▶ _ASSIGNMENT_
In the listing below, pick out lines with "CohortGenerator".

▶ _LISTED RECORDS_
-*-

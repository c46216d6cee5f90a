//! Command-line interface
//!
//! Loads a scored cohort, runs the audit and writes the artifacts.

use clap::{Parser, Subcommand};
use colored::*;
use polars::prelude::*;
use std::path::{Path, PathBuf};
use std::time::Instant;

use crate::config::EvaluationConfig;
use crate::persistence::JsonArtifactStore;
use crate::pipeline::{AuditPipeline, AuditReport};
use crate::records::{self, ColumnMapping};
use crate::synthetic::CohortGenerator;

// ─── Styling helpers ───────────────────────────────────────────────────────────

fn dim(s: &str) -> ColoredString   { s.truecolor(100, 100, 100) }
fn accent(s: &str) -> ColoredString { s.truecolor(120, 170, 255) }
fn muted(s: &str) -> ColoredString  { s.truecolor(140, 140, 140) }
fn ok(s: &str) -> ColoredString     { s.truecolor(100, 210, 120) }

fn step_run(msg: &str) {
    print!("  {} {}... ", accent("›"), msg);
}

fn step_done(detail: &str) {
    println!("{} {}", ok("done"), dim(detail));
}

fn section(title: &str) {
    println!();
    println!("  {}", title.white().bold());
    println!("  {}", dim(&"─".repeat(56)));
}

fn indented(block: &str) {
    for line in block.lines() {
        println!("  {}", line);
    }
}

// ─── CLI definition ────────────────────────────────────────────────────────────

#[derive(Parser)]
#[command(name = "mortality-eval")]
#[command(version = env!("CARGO_PKG_VERSION"))]
#[command(about = "Calibration and fairness audit for mortality-risk scores")]
#[command(long_about = None)]
pub struct Cli {
    #[command(subcommand)]
    pub command: Commands,
}

#[derive(Subcommand)]
pub enum Commands {
    /// Audit a scored cohort
    Run {
        /// Cohort CSV (usrds_id, subset, y, score, demographics)
        #[arg(short, long)]
        data: PathBuf,

        /// Directory for the JSON artifacts
        #[arg(short, long)]
        output: PathBuf,

        /// Name used in artifact file names
        #[arg(short, long, default_value = "model")]
        model_name: String,

        /// JSON configuration overriding the defaults
        #[arg(short, long)]
        config: Option<PathBuf>,
    },

    /// Audit a synthetic cohort
    Demo {
        /// Directory for the JSON artifacts
        #[arg(short, long)]
        output: PathBuf,

        /// Random seed
        #[arg(long, default_value = "42")]
        seed: u64,
    },
}

// ─── Data loading ──────────────────────────────────────────────────────────────

pub fn load_data(path: &Path) -> anyhow::Result<DataFrame> {
    let ext = path.extension().and_then(|e| e.to_str()).unwrap_or("");

    let df = match ext {
        "csv" => CsvReadOptions::default()
            .with_infer_schema_length(Some(1000))
            .with_has_header(true)
            .try_into_reader_with_file_path(Some(path.to_path_buf()))?
            .finish()?,
        _ => anyhow::bail!("Unsupported file format: {}", ext),
    };

    Ok(df)
}

// ─── Commands ──────────────────────────────────────────────────────────────────

pub fn cmd_run(
    data_path: &Path,
    output: &Path,
    model_name: &str,
    config_path: Option<&Path>,
) -> anyhow::Result<()> {
    section("Audit");

    let config = match config_path {
        Some(path) => EvaluationConfig::from_json_file(path)?,
        None => EvaluationConfig::default(),
    };

    step_run("Loading data");
    let start = Instant::now();
    let df = load_data(data_path)?;
    let cohort = records::from_dataframe(&df, &ColumnMapping::default())?;
    step_done(&format!("{} rows in {:?}", cohort.len(), start.elapsed()));

    audit(&cohort, config, output, model_name)
}

pub fn cmd_demo(output: &Path, seed: u64) -> anyhow::Result<()> {
    section("Demo");

    step_run("Generating synthetic cohort");
    let cohort = CohortGenerator::new()
        .with_seed(seed)
        .with_sizes(600, 400)
        .with_development_rows(200)
        .with_noise(0.6)
        .generate();
    step_done(&format!("{} rows, seed {}", cohort.len(), seed));

    audit(&cohort, EvaluationConfig::default(), output, "demo")
}

fn audit(
    cohort: &[records::ScoredRecord],
    config: EvaluationConfig,
    output: &Path,
    model_name: &str,
) -> anyhow::Result<()> {
    step_run("Calibrating and stratifying");
    let report = AuditPipeline::new(config)?.run(cohort, model_name)?;
    step_done(&format!("{:.3}s", report.elapsed_secs));

    step_run(&format!("Saving → {}", output.display()));
    let store = JsonArtifactStore::new(output);
    let paths = report.persist(&store)?;

    let mut test_rows = records::to_dataframe(&report.calibration.test_rows)?;
    let csv_path = store.base_dir().join(format!("y_calibrated_{}.csv", model_name));
    let mut file = std::fs::File::create(&csv_path)?;
    CsvWriter::new(&mut file).finish(&mut test_rows)?;
    step_done(&format!("{} files", paths.len() + 1));

    print_summary(&report);
    Ok(())
}

fn print_summary(report: &AuditReport) {
    let calibration = &report.calibration;

    section("Calibration (original/calibrated)");
    println!(
        "  {:<16} {}",
        muted("Train rows"),
        calibration.train_size.to_string().white()
    );
    println!(
        "  {:<16} {}",
        muted("Test rows"),
        calibration.test_rows.len().to_string().white()
    );
    println!(
        "  {:<16} {}",
        muted("Train Brier"),
        format!(
            "{:.4} → {:.4}",
            calibration.train_brier_before, calibration.train_brier_after
        )
        .white()
        .bold()
    );
    indented(&calibration.comparison.to_string());

    section("Threshold rates (calibrated)");
    indented(&report.thresholds.to_string());

    section("Subgroup fairness (calibrated)");
    indented(&report.fairness.to_string());

    section("Risk categories (held-out, raw score)");
    indented(&report.risk.to_string());

    let diagnostics = report.all_diagnostics();
    if !diagnostics.is_empty() {
        section("Diagnostics");
        for d in diagnostics {
            println!("  {} {}", "!".yellow(), d.yellow());
        }
    }
    println!();
}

-*-

▶ _OUTPUT OF THE EXERCISE_
use crate::synthetic::CohortGenerator;
    let cohort = CohortGenerator::new()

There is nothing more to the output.